Ce qui frappe et fouette le regard, c’est la qualité aiguë des corps, l’arête des contours, l’écho des présences dans l’enclos d’un espace mental. Œuvre totale, belle et rebelle, lascive et éruptive, UNARMOURED accouple danse et musique dans une jouissive et insatiable quête du plaisir. Ce qui s’adonne et se donne à voir possède la fulgurance et la pénétration du trait de fusain, même dans ses immobilités. Ce n’est pas tant cette atmosphère grise, brouillard et lumière d’un bas fond interlope, ni même les tenues résolument urbaines, pouvant assurément évoquer l’univers du manga, mais c’est bien plutôt la fière résolution des postures, dont les courbes ondulantes déploient fermement leurs desseins, qui nous plonge dans une expérience touchant au fondement de la picturalité. L’impression que laissent ces figures aux traits pleins se tordant et brûlant d’un inextinguible feu est pareille à une eau-forte creusant ses motifs à travers nos mémoires et nos représentations.
La chorégraphie est celle d’un paysage humain remembré par la ligne du désir sexuel. Le trouble est ici net. Sans ambiguïté sur ses fins. Son centre est le bassin. Son mouvement est un roulement perpétuel pareil aux rouleaux de l’océan, rejetant l’écume de ses caresses sur la toile du visible. L’érotisme d’UNARMOURDED comble les corps de désir jusqu’à les rendre opaques, semblables à des diamants noirs. Clara Furey travaille ses compositions comme une superposition de plans parallèles, disséminant des temporalités distinctes d’un groupe de corps à l’autre, écartelant ainsi nos perceptions, nous arrimant à l’ondulation souterraine et souveraine qui meut les sons et les muscles. A genoux, ou à quatre pattes, ou encore debout, à deux, à trois ou seul, c’est la même vibration qui traverse les corps et les esprits. Le geste prosaïque, comme un retour du réel, peut percer la surface de la représentation telle cette main qui claque l’intérieur d’une cuisse ou ce pouce subrepticement sucé. Les cinq danseurs atteignent à une sorte de corps collectif sans organe, sans plus aucune hiérarchie mais tous connectés, formant un monde intégralement érogène. Les hanches se meuvent comme des bielles mécaniques, les yeux roulent dans les orbites comme des roulements à bille, les torses se dressent et se cambrent comme autant de pieds de biche forçant une porte close. Et puis il y a ces regards, précis, triangulant d’un corps à l’autre, en découpant une partie, ou nous prenant à partie, car l’érotisme est évidemment cela en premier lieu : un partage du sensible, un réel à la découpe pour en faire son fétiche.
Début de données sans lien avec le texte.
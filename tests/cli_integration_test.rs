//! CLI wiring tests: config loading, option building, report rendering.

mod common;

use approx::assert_relative_eq;
use common::*;
use std::io::Write;
use std::path::PathBuf;
use std::time::Duration;
use tempfile::NamedTempFile;
use vcphunter::adapters::file_config_adapter::FileConfigAdapter;
use vcphunter::cli::{
    build_scan_options, build_size_input, execute_scan, load_config, parse_watch, render_report,
    render_size, resolve_universe, DEFAULT_CAPITAL, DEFAULT_RISK_PCT,
};
use vcphunter::domain::error::HunterError;
use vcphunter::domain::position::size_position;
use vcphunter::domain::scanner::ScanOptions;
use vcphunter::domain::strategy::Strategy;

fn config(ini: &str) -> FileConfigAdapter {
    FileConfigAdapter::from_string(ini).unwrap()
}

fn write_config(content: &str) -> NamedTempFile {
    let mut file = NamedTempFile::new().unwrap();
    write!(file, "{}", content).unwrap();
    file
}

mod config_loading {
    use super::*;

    #[test]
    fn no_path_gives_empty_config() {
        let adapter = load_config(None).unwrap();
        let universe = resolve_universe(&adapter).unwrap();
        assert_eq!(universe.len(), 8);
        assert_eq!(universe[0].symbol, "2330");
    }

    #[test]
    fn loads_and_validates_file() {
        let file = write_config(
            "[scan]\nstrategy = power_play\n[universe]\nstocks = 2330|TSMC|Semis, 2603.tw|Evergreen|Shipping\n",
        );
        let path = PathBuf::from(file.path());
        let adapter = load_config(Some(&path)).unwrap();

        let universe = resolve_universe(&adapter).unwrap();
        assert_eq!(universe.len(), 2);
        assert_eq!(universe[1].symbol, "2603");
        assert_eq!(universe[1].display_symbol(), "2603.TW");
    }

    #[test]
    fn invalid_file_is_rejected() {
        let file = write_config("[risk]\nrisk_pct = 250\n");
        let path = PathBuf::from(file.path());
        assert!(matches!(
            load_config(Some(&path)),
            Err(HunterError::ConfigInvalid { .. })
        ));
    }

    #[test]
    fn min_bars_below_floor_is_rejected() {
        let file = write_config("[scan]\nstrategy = power_play\nmin_bars = 20\n");
        let path = PathBuf::from(file.path());
        assert!(matches!(
            load_config(Some(&path)),
            Err(HunterError::ConfigInvalid { key, .. }) if key == "min_bars"
        ));
    }

    #[test]
    fn missing_file_is_parse_error() {
        let path = PathBuf::from("/nonexistent/dir/vcphunter.ini");
        assert!(matches!(
            load_config(Some(&path)),
            Err(HunterError::ConfigParse { .. })
        ));
    }
}

mod scan_options {
    use super::*;

    #[test]
    fn defaults_without_config() {
        let opts = build_scan_options(&config(""), as_of(), None).unwrap();
        let defaults = ScanOptions::new(as_of(), Strategy::Standard);
        assert_eq!(opts.strategy, Strategy::Standard);
        assert_eq!(opts.price_lookback_days, defaults.price_lookback_days);
        assert_eq!(opts.min_bars, 50);
        assert!(!opts.gate_fundamentals);
        assert_eq!(opts.fetch_timeout, Duration::from_secs(15));
    }

    #[test]
    fn config_values_applied() {
        let cfg = config(
            "[data]\ntimeout_secs = 20\n[scan]\nstrategy = power_play\nflow_lookback_days = 5\nmin_bars = 60\ngate_fundamentals = yes\n",
        );
        let opts = build_scan_options(&cfg, as_of(), None).unwrap();
        assert_eq!(opts.strategy, Strategy::PowerPlay);
        assert_eq!(opts.flow_lookback_days, 5);
        assert_eq!(opts.min_bars, 60);
        assert!(opts.gate_fundamentals);
        assert_eq!(opts.fetch_timeout, Duration::from_secs(25));
    }

    #[test]
    fn min_bars_below_floor_is_error() {
        let cfg = config("[scan]\nstrategy = power_play\nmin_bars = 20\n");
        assert!(matches!(
            build_scan_options(&cfg, as_of(), None),
            Err(HunterError::ConfigInvalid { key, .. }) if key == "min_bars"
        ));
    }

    #[test]
    fn override_beats_config() {
        let cfg = config("[scan]\nstrategy = power_play\n");
        let opts = build_scan_options(&cfg, as_of(), Some("vcp")).unwrap();
        assert_eq!(opts.strategy, Strategy::Standard);
    }

    #[test]
    fn unknown_strategy_is_error() {
        let err = build_scan_options(&config(""), as_of(), Some("breakout")).unwrap_err();
        assert!(matches!(err, HunterError::UnknownStrategy(s) if s == "breakout"));
    }

    #[test]
    fn non_positive_lookback_is_error() {
        let cfg = config("[scan]\nprice_lookback_days = 0\n");
        assert!(matches!(
            build_scan_options(&cfg, as_of(), None),
            Err(HunterError::ConfigInvalid { key, .. }) if key == "price_lookback_days"
        ));
    }
}

mod sizing {
    use super::*;

    #[test]
    fn flags_override_config() {
        let cfg = config("[risk]\ncapital = 500000\nrisk_pct = 2\n");
        let input = build_size_input(&cfg, 100.0, 95.0, Some(1_000_000.0), None).unwrap();
        assert_relative_eq!(input.capital, 1_000_000.0);
        assert_relative_eq!(input.risk_pct, 2.0);
    }

    #[test]
    fn defaults_when_unset() {
        let input = build_size_input(&config(""), 100.0, 95.0, None, None).unwrap();
        assert_relative_eq!(input.capital, DEFAULT_CAPITAL);
        assert_relative_eq!(input.risk_pct, DEFAULT_RISK_PCT);
    }

    #[test]
    fn risk_pct_out_of_range_is_error() {
        assert!(matches!(
            build_size_input(&config(""), 100.0, 95.0, None, Some(150.0)),
            Err(HunterError::ConfigInvalid { key, .. }) if key == "risk_pct"
        ));
        assert!(build_size_input(&config(""), 100.0, 95.0, None, Some(-1.0)).is_err());
        assert!(build_size_input(&config(""), 100.0, 95.0, None, Some(100.0)).is_ok());
    }

    #[test]
    fn renders_lots() {
        let input = build_size_input(&config(""), 100.0, 95.0, None, None).unwrap();
        let out = render_size(&input, &size_position(&input));
        assert!(out.contains("buy 2 lots (2000 shares)"));
        assert!(out.contains("max loss at stop: 10000"));
        assert!(out.contains("position value:   200000"));
        assert!(!out.contains("limited by total capital"));
    }

    #[test]
    fn renders_invalid_position() {
        let input = build_size_input(&config(""), 100.0, 100.0, None, None).unwrap();
        let out = render_size(&input, &size_position(&input));
        assert!(out.starts_with("no valid position"));
    }

    #[test]
    fn renders_capital_bound() {
        let input = build_size_input(&config(""), 500.0, 499.0, None, None).unwrap();
        let out = render_size(&input, &size_position(&input));
        assert!(out.contains("limited by total capital"));
    }
}

mod scan_report {
    use super::*;

    #[tokio::test]
    async fn report_lists_setups() {
        let port = MockDataPort::new().with_prices("2330", &rising(55, 100.0, 1.0));
        let opts = ScanOptions::new(as_of(), Strategy::PowerPlay);

        let report = execute_scan(&port, &[entry("2330")], &opts, &[]).await;

        assert_eq!(report.results.len(), 1);
        assert!(report.alerts.is_empty());
        let out = render_report(&report);
        assert!(out.starts_with("power_play scan as of 2024-06-28: 1 setup(s)"));
        assert!(out.contains("2330.TW Name 2330 [Test]"));
        assert!(out.contains("stop 147.84"));
        assert!(out.contains("target 192.50"));
    }

    #[tokio::test]
    async fn watched_symbol_near_stop_alerts() {
        // a 4% stop always sits within the 5% alert band
        let port = MockDataPort::new()
            .with_prices("2330", &rising(55, 100.0, 1.0))
            .with_prices("2454", &rising(55, 200.0, 2.0));
        let opts = ScanOptions::new(as_of(), Strategy::PowerPlay);
        let watch = parse_watch(Some("2330.tw"));

        let report = execute_scan(&port, &[entry("2330"), entry("2454")], &opts, &watch).await;

        assert_eq!(report.results.len(), 2);
        assert_eq!(report.alerts.len(), 1);
        assert_eq!(report.alerts[0].symbol, "2330.TW");
        assert_relative_eq!(report.alerts[0].alert_price, 147.84);
        assert!(render_report(&report).contains("ALERT 2330.TW at 154.00"));
    }

    #[tokio::test]
    async fn standard_stop_outside_alert_band() {
        let port = MockDataPort::new().with_prices("2330", &rising(200, 100.0, 1.0));
        let opts = ScanOptions::new(as_of(), Strategy::Standard);

        let report = execute_scan(&port, &[entry("2330")], &opts, &parse_watch(Some("2330"))).await;

        // 299 > 273.42 * 1.05
        assert_eq!(report.results.len(), 1);
        assert!(report.alerts.is_empty());
    }

    #[tokio::test]
    async fn report_serializes_to_json() {
        let port = MockDataPort::new().with_prices("2330", &rising(55, 100.0, 1.0));
        let opts = ScanOptions::new(as_of(), Strategy::PowerPlay);
        let report = execute_scan(&port, &[entry("2330")], &opts, &[]).await;

        let value = serde_json::to_value(&report).unwrap();
        assert_eq!(value["strategy"], "power_play");
        assert_eq!(value["as_of"], "2024-06-28");
        assert_eq!(value["results"][0]["symbol"], "2330.TW");
        assert_eq!(value["results"][0]["trend"], "neutral");
        assert_eq!(value["results"][0]["candles"].as_array().unwrap().len(), 55);
        assert!(value["results"][0]["fundamentals"]["eps_growth"].is_null());
    }
}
A l’instar des mondes déployés sous la plume de l’écrivain Pierre Guyotat, UNARMOURED est un univers et une cosmogonie en soi, produisant ses propres lois, créant sa propre éternité, où les corps tressaillent, succombent et exultent sans fin. Il y a indéniablement une sainteté de la chair, un héroïsme du sexe dans les représentations que façonne Clara Furey, avec très explicitement ces danseurs bras et mains liés verticalement au-dessus de leurs têtes, torses offerts à la morsure du désir, ou chez Chéline Lacroix, béate et accorte bacchante, vierge folle du cantique du désir. En les voyant ainsi se contorsionner, ou encore jaillir comme emportés par de grands chevaux, portant les stigmates d’un orgasme dont le centre est partout et la circonférence nulle part (dirait Pascal), ils paraissent semblables aux convulsionnaires de Saint-Médard, au croisement de Sade et de Saint-Sébastien, ne manquant de provoquer quelques réactions outrées, osant toucher à un absolu dont l’incarnation serait un comble.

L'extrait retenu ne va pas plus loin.